Vienne en Tramway, 1906, Pathé Frères

Ephemeral Cities. The City in "Ephemeral" Films

September 29 and 30, 2011
 

Film’s capacity to produce both sensual and symbolic images, that is, to imbue specific places with abstract qualities, makes it a medium essential to our understanding of urban space. In recent studies on “visual history,” film is thus understood as a kind of complex cartography: the medium merges the general aspects of a particular city with its singularities to produce a cognitive and emotional “picture” of that city.

 

The “Cinematic City of Vienna” is a much wider and richer terrain than that described by the canonical Vienna-set narrative films of the 1920s, 30s and 40s. Since 2009, two research projects conducted by the Film Museum and the Ludwig Boltzmann Institute for History and Society have focused on this area, analyzing and contextualizing a large body of so-called “ephemeral” films.

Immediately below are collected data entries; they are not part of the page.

mod events;
mod gie;
mod inference;
mod report;

use std::path::PathBuf;
use std::sync::Arc;

use anyhow::Context;
use clap::{Parser, ValueEnum};
use gstreamed_common::annotate::OsdConfig;
use gstreamed_common::discovery;
use gstreamed_common::meta::FrameMetaStore;
use gstreamed_common::meter::Meter;
use gstreamed_common::pipeline::{build_pipeline, PipelineConfig, SinkKind, SourceConfig};
use gstreamer as gst;
use gstreamer::prelude::*;
use tracing_subscriber::{layer::SubscriberExt, util::SubscriberInitExt};

use crate::gie::PrimaryGie;
use crate::inference::Detector;
use crate::report::ReportData;

/// Test stream used for every source when no uri is given.
const DEFAULT_URI: &str = "/opt/nvidia/deepstream/deepstream/samples/streams/sample_1080p_h265.mp4";

#[derive(Debug, Clone, Copy, ValueEnum)]
enum Sink {
    Window,
    File,
    Fake,
}

#[derive(Debug, Parser)]
pub struct Args {
    /// Source uri or path, repeat for several sources.
    #[arg(long = "uri")]
    uris: Vec<String>,
    /// Number of sources to create when at most one uri is given.
    #[arg(long, default_value = "8")]
    sources: usize,
    #[arg(long, short, default_value = "_models/yolov8s.onnx")]
    model: PathBuf,
    #[arg(long, action, default_value = "false")]
    cuda: bool,
    /// Frames skipped between two inferences on the same source.
    #[arg(long, default_value = "4")]
    gie_interval: u32,
    #[arg(long, default_value = "0.25")]
    conf_threshold: f32,
    #[arg(long, default_value = "0.45")]
    nms_threshold: f32,
    #[arg(long, default_value = "480")]
    tracker_width: u32,
    #[arg(long, default_value = "272")]
    tracker_height: u32,
    /// Every source is scaled to this size before inference.
    #[arg(long, default_value = "1920")]
    muxer_width: u32,
    #[arg(long, default_value = "1080")]
    muxer_height: u32,
    #[arg(long, default_value = "1920")]
    tiler_width: u32,
    #[arg(long, default_value = "720")]
    tiler_height: u32,
    #[arg(long, action)]
    no_text: bool,
    #[arg(long, action)]
    no_clock: bool,
    #[arg(long, action)]
    no_bbox: bool,
    #[arg(long, value_enum, default_value = "window")]
    sink: Sink,
    /// Output path for the file sink.
    #[arg(long, default_value = "tiled.out.mkv")]
    output: String,
    /// Render as fast as possible instead of in real time.
    #[arg(long, action)]
    no_sync: bool,
    /// Seconds between two meter reports.
    #[arg(long, default_value = "1", value_parser = clap::value_parser!(u32).range(1..))]
    meter_interval: u32,
    /// Reports between two header rows.
    #[arg(long, default_value = "12", value_parser = clap::value_parser!(u64).range(1..))]
    header_interval: u64,
}

/// One location per source: each given uri once, or a single uri repeated.
fn source_locations(uris: &[String], count: usize) -> Vec<String> {
    match uris {
        [] => vec![DEFAULT_URI.to_owned(); count],
        [uri] => vec![uri.clone(); count],
        uris => uris.to_vec(),
    }
}

fn source_configs(args: &Args) -> anyhow::Result<Vec<SourceConfig>> {
    let mut sources = Vec::new();
    for (index, location) in source_locations(&args.uris, args.sources).iter().enumerate() {
        let name = format!("Camera {}", index + 1);
        let uri = discovery::to_uri(location).with_context(|| format!("{name}: {location}"))?;
        let file_info =
            discovery::discover(&uri).with_context(|| format!("{name}: cannot read {uri}"))?;
        log::info!("{name}: {uri} {file_info:?}");
        sources.push(SourceConfig { name, uri });
    }
    Ok(sources)
}

fn run(args: Args) -> anyhow::Result<()> {
    gst::init()?;

    let sources = source_configs(&args)?;
    let source_count = sources.len();
    let muxer_dims = (args.muxer_width, args.muxer_height);

    // Primary GIE + per source IOU trackers, publishing into the meta store the OSD reads.
    let detector = Detector::load(
        &args.model,
        args.cuda,
        args.conf_threshold,
        args.nms_threshold,
    )?;
    let meta_store = FrameMetaStore::new(source_count);
    let gie = Arc::new(PrimaryGie::new(
        detector,
        args.gie_interval,
        source_count,
        muxer_dims,
        (args.tracker_width, args.tracker_height),
        meta_store.clone(),
    )?);

    // Meter reporting session/interval averages to the console. Pausing disables
    // it, resuming re-enables it with fresh session averages.
    let mut report_data = ReportData::new(args.header_interval);
    let meter = Meter::new(
        source_count,
        args.meter_interval,
        Box::new(move |session_avgs, interval_avgs, source_count| {
            report_data.handle(session_avgs, interval_avgs, source_count)
        }),
    );

    let config = PipelineConfig {
        sources,
        muxer_dims,
        tiler_dims: (args.tiler_width, args.tiler_height),
        osd: OsdConfig {
            text_enabled: !args.no_text,
            clock_enabled: !args.no_clock,
            bbox_enabled: !args.no_bbox,
        },
        sink: match args.sink {
            Sink::Window => SinkKind::Window,
            Sink::File => SinkKind::File(args.output.clone()),
            Sink::Fake => SinkKind::Fake,
        },
        sync: !args.no_sync,
    };
    let scoped_gie = Arc::clone(&gie);
    let pipeline = build_pipeline(&config, meta_store, move |source, buffer| {
        scoped_gie.process_buffer(source, buffer);
    })?;

    // Measure on the tiler's sink pads, while every source still has its own stream.
    // Downstream of the tiler would only measure the combined stream.
    meter.attach(&pipeline.tiler_sink_pads);
    events::forward_key_events(&pipeline.render_pad);

    let result = pipeline
        .pipeline
        .set_state(gst::State::Playing)
        .map_err(anyhow::Error::from)
        .and_then(|_| {
            let _timer = meter.start_timer();
            events::run_main_loop(&pipeline.pipeline, &meter)
        });

    pipeline.pipeline.set_state(gst::State::Null)?;
    gie.log_times();
    result
}

fn main() -> anyhow::Result<()> {
    // Initialize logging.
    tracing_subscriber::registry()
        .with(
            tracing_subscriber::EnvFilter::try_from_default_env()
                .unwrap_or_else(|_| "info".into()),
        )
        .with(tracing_subscriber::fmt::layer())
        .init();

    let args = Args::parse();
    let result = run(args);
    match &result {
        Ok(()) => log::info!("Result: success"),
        Err(err) => log::error!("Result: {err:#}"),
    }
    result
}

#[cfg(test)]
mod tests {
    use super::*;

    #[test]
    fn default_sources_repeat_test_stream() {
        let locations = source_locations(&[], 8);
        assert_eq!(locations.len(), 8);
        assert!(locations.iter().all(|l| l == DEFAULT_URI));
    }

    #[test]
    fn single_uri_is_repeated() {
        let locations = source_locations(&["a.mp4".to_owned()], 3);
        assert_eq!(locations, vec!["a.mp4", "a.mp4", "a.mp4"]);
    }

    #[test]
    fn several_uris_are_used_once_each() {
        let uris = vec!["a.mp4".to_owned(), "b.mp4".to_owned()];
        assert_eq!(source_locations(&uris, 8), uris);
    }

    #[test]
    fn args_defaults_match_reference_setup() {
        let args = Args::parse_from(["gstreamed_meter"]);
        assert_eq!(args.sources, 8);
        assert_eq!(args.gie_interval, 4);
        assert_eq!((args.tracker_width, args.tracker_height), (480, 272));
        assert_eq!((args.tiler_width, args.tiler_height), (1920, 720));
        assert_eq!(args.header_interval, 12);
        assert_eq!(args.meter_interval, 1);
        assert!(matches!(args.sink, Sink::Window));
    }

    #[test]
    fn args_accept_repeated_uris_and_sink() {
        let args = Args::parse_from([
            "gstreamed_meter",
            "--uri",
            "a.mp4",
            "--uri",
            "b.mp4",
            "--sink",
            "fake",
            "--no-sync",
        ]);
        assert_eq!(args.uris, vec!["a.mp4", "b.mp4"]);
        assert!(matches!(args.sink, Sink::Fake));
        assert!(args.no_sync);
    }

    #[test]
    fn zero_intervals_are_rejected() {
        assert!(Args::try_parse_from(["gstreamed_meter", "--meter-interval", "0"]).is_err());
        assert!(Args::try_parse_from(["gstreamed_meter", "--header-interval", "0"]).is_err());
        let args = Args::try_parse_from(["gstreamed_meter", "--header-interval", "1"]).unwrap();
        assert_eq!(args.header_interval, 1);
    }
}
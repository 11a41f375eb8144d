//! YOLOv8 detector running on onnxruntime, the primary GIE's model.

use std::path::Path;
use std::time::Instant;

use fast_image_resize::{images::Image, IntoImageView, ResizeAlg, ResizeOptions, Resizer};
use gstreamed_common::bbox::{non_maximum_suppression, Bbox};
use gstreamed_common::{frame_times::FrameTimes, img_dimensions::ImgDimensions};
use image::DynamicImage;
use ndarray::{Array, Array4, ArrayView3, Ix3};
use ort::{
    CPUExecutionProvider, CUDAExecutionProvider, GraphOptimizationLevel, Session, SessionBuilder,
    ValueType,
};

/// Used when the model does not pin its input size.
const DEFAULT_INPUT_DIMS: (u32, u32) = (640, 640);

pub struct Detector {
    session: Session,
    input_dims: ImgDimensions,
    conf_threshold: f32,
    nms_threshold: f32,
}

fn model_input_dims(session: &Session) -> Option<ImgDimensions> {
    let input = session.inputs.first()?;
    match &input.input_type {
        // [bsz, channels, height, width]
        ValueType::Tensor { dimensions, .. }
            if dimensions.len() == 4 && dimensions[2] > 0 && dimensions[3] > 0 =>
        {
            Some(ImgDimensions::new(dimensions[3] as f32, dimensions[2] as f32))
        }
        _ => None,
    }
}

impl Detector {
    #[tracing::instrument(skip_all, fields(model = %model.display(), cuda = cuda))]
    pub fn load(
        model: &Path,
        cuda: bool,
        conf_threshold: f32,
        nms_threshold: f32,
    ) -> anyhow::Result<Self> {
        let ep = if cuda {
            CUDAExecutionProvider::default().build()
        } else {
            CPUExecutionProvider::default().build()
        };
        ort::init().with_execution_providers([ep]).commit()?;

        let session = SessionBuilder::new()?
            .with_optimization_level(GraphOptimizationLevel::Level3)?
            .commit_from_file(model)?;
        log::debug!("session: {session:?}");

        let input_dims = model_input_dims(&session).unwrap_or_else(|| {
            log::info!("Model input size is dynamic, using {DEFAULT_INPUT_DIMS:?}");
            DEFAULT_INPUT_DIMS.into()
        });
        log::info!("Detector input dims: {input_dims:?}");

        Ok(Self {
            session,
            input_dims,
            conf_threshold,
            nms_threshold,
        })
    }

    /// Runs the model on `image`, returning detections in image coordinates.
    pub fn detect(
        &self,
        image: &DynamicImage,
        frame_times: &mut FrameTimes,
    ) -> anyhow::Result<Vec<Bbox>> {
        let start = Instant::now();
        let (input, ratio) = preprocess_image(image, self.input_dims)?;
        frame_times.preprocess = start.elapsed();

        let start = Instant::now();
        let outputs = self.session.run(ort::inputs![input.view()]?)?;
        let preds = outputs[0].try_extract_tensor::<f32>()?;
        let preds = preds.into_dimensionality::<Ix3>()?;
        frame_times.forward_pass = start.elapsed();

        let start = Instant::now();
        let mut bboxes = parse_predictions(preds, self.conf_threshold);
        frame_times.bbox_extraction = start.elapsed();

        let start = Instant::now();
        non_maximum_suppression(&mut bboxes, self.nms_threshold);
        frame_times.nms = start.elapsed();

        // Map from letterboxed model input back onto the frame.
        let frame_dims: ImgDimensions = (image.width(), image.height()).into();
        Ok(bboxes
            .into_iter()
            .flatten()
            .map(|bbox| bbox.scaled(1. / ratio, 1. / ratio).clamped(frame_dims))
            .collect())
    }
}

/// Resizes `image` to fit into `target_dims`, keeping its aspect ratio, and
/// loads it into the top left of a gray `[1, 3, height, width]` tensor.
///
/// Returns the tensor and the scale ratio that was applied.
fn preprocess_image(
    image: &DynamicImage,
    target_dims: ImgDimensions,
) -> anyhow::Result<(Array4<f32>, f32)> {
    let og_dims: ImgDimensions = (image.width(), image.height()).into();
    let ratio = (target_dims.width / og_dims.width).min(target_dims.height / og_dims.height);
    let scaled_dims = og_dims.scale(ratio);
    let (scaled_width, scaled_height) = (
        (scaled_dims.width as u32).max(1),
        (scaled_dims.height as u32).max(1),
    );

    let pixel_type = image
        .pixel_type()
        .ok_or_else(|| anyhow::anyhow!("Unsupported pixel type: {:?}", image.color()))?;
    let mut scaled = Image::new(scaled_width, scaled_height, pixel_type);
    Resizer::new().resize(
        image,
        &mut scaled,
        &ResizeOptions::new().resize_alg(ResizeAlg::Nearest),
    )?;

    let target_shape = [
        1,
        3,
        target_dims.height as usize,
        target_dims.width as usize,
    ];
    // Init with gray, similar to how ultralytics does it.
    let mut image_array = Array::from_elem(target_shape, 0.5f32);
    let pixels = scaled.buffer();
    for y in 0..scaled_height as usize {
        for x in 0..scaled_width as usize {
            let offset = (y * scaled_width as usize + x) * 3;
            for c in 0..3 {
                image_array[[0, c, y, x]] = pixels[offset + c] as f32 / 255.0;
            }
        }
    }

    Ok((image_array, ratio))
}

/// Extracts per-class boxes from raw YOLOv8 output.
///
/// Output shape is `[bsz, 4 + nclasses, anchors]`, each anchor being
/// (center_x, center_y, width, height) followed by class scores.
pub fn parse_predictions(preds: ArrayView3<f32>, conf_threshold: f32) -> Vec<Vec<Bbox>> {
    let (_, pred_size, npreds) = preds.dim();
    let nclasses = pred_size.saturating_sub(4);
    // The bounding boxes grouped by (maximum) class index.
    let mut bboxes: Vec<Vec<Bbox>> = (0..nclasses).map(|_| vec![]).collect();
    for index in 0..npreds {
        let pred = |i: usize| preds[[0, i, index]];
        let Some((class, confidence)) = (0..nclasses)
            .map(|c| (c, pred(4 + c)))
            .max_by(|(_, a), (_, b)| a.total_cmp(b))
        else {
            continue;
        };
        if confidence <= conf_threshold {
            continue;
        }
        let (cx, cy, w, h) = (pred(0), pred(1), pred(2), pred(3));
        bboxes[class].push(Bbox {
            xmin: cx - w / 2.,
            ymin: cy - h / 2.,
            xmax: cx + w / 2.,
            ymax: cy + h / 2.,
            confidence,
            class,
            tracker_id: None,
        });
    }
    bboxes
}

These include home movies, early newsreels, industrial films, as well as dissident and avant-garde works – films which enable us to view the city, its topography and its social and political frameworks from new and unexpected perspectives.

 

The symposium and film screenings on September 29 and 30 will provide insights into these ongoing projects and relate them to international approaches: experts from Europe, Australia and the U.S. will present previously unknown film documents from their respective hometowns and shed light on their scientific, curatorial and artistic work with these “stepchildren” of film history. Rick Prelinger – cultural activist, film collector and board president of the “Internet Archive” – will present the opening lecture. Other guests include Nico de Klerk (EYE Film Institute Netherlands), Dan Streible, founder of the Orphan Film Symposium (New York), Patrick Vonderau (Stockholm University), Ryan Shand (University of Glasgow), Meg Labrum ­(National Film and Sound Archive, Canberra) and Sunniva O’Flynn (Irish Film Institute).

 

A joint presentation of the Austrian Film Museum, the History Cluster of the Ludwig Boltzmann Society and Gustav Deutsch & Hanna Schimek, with support from the WWTF and BMWF.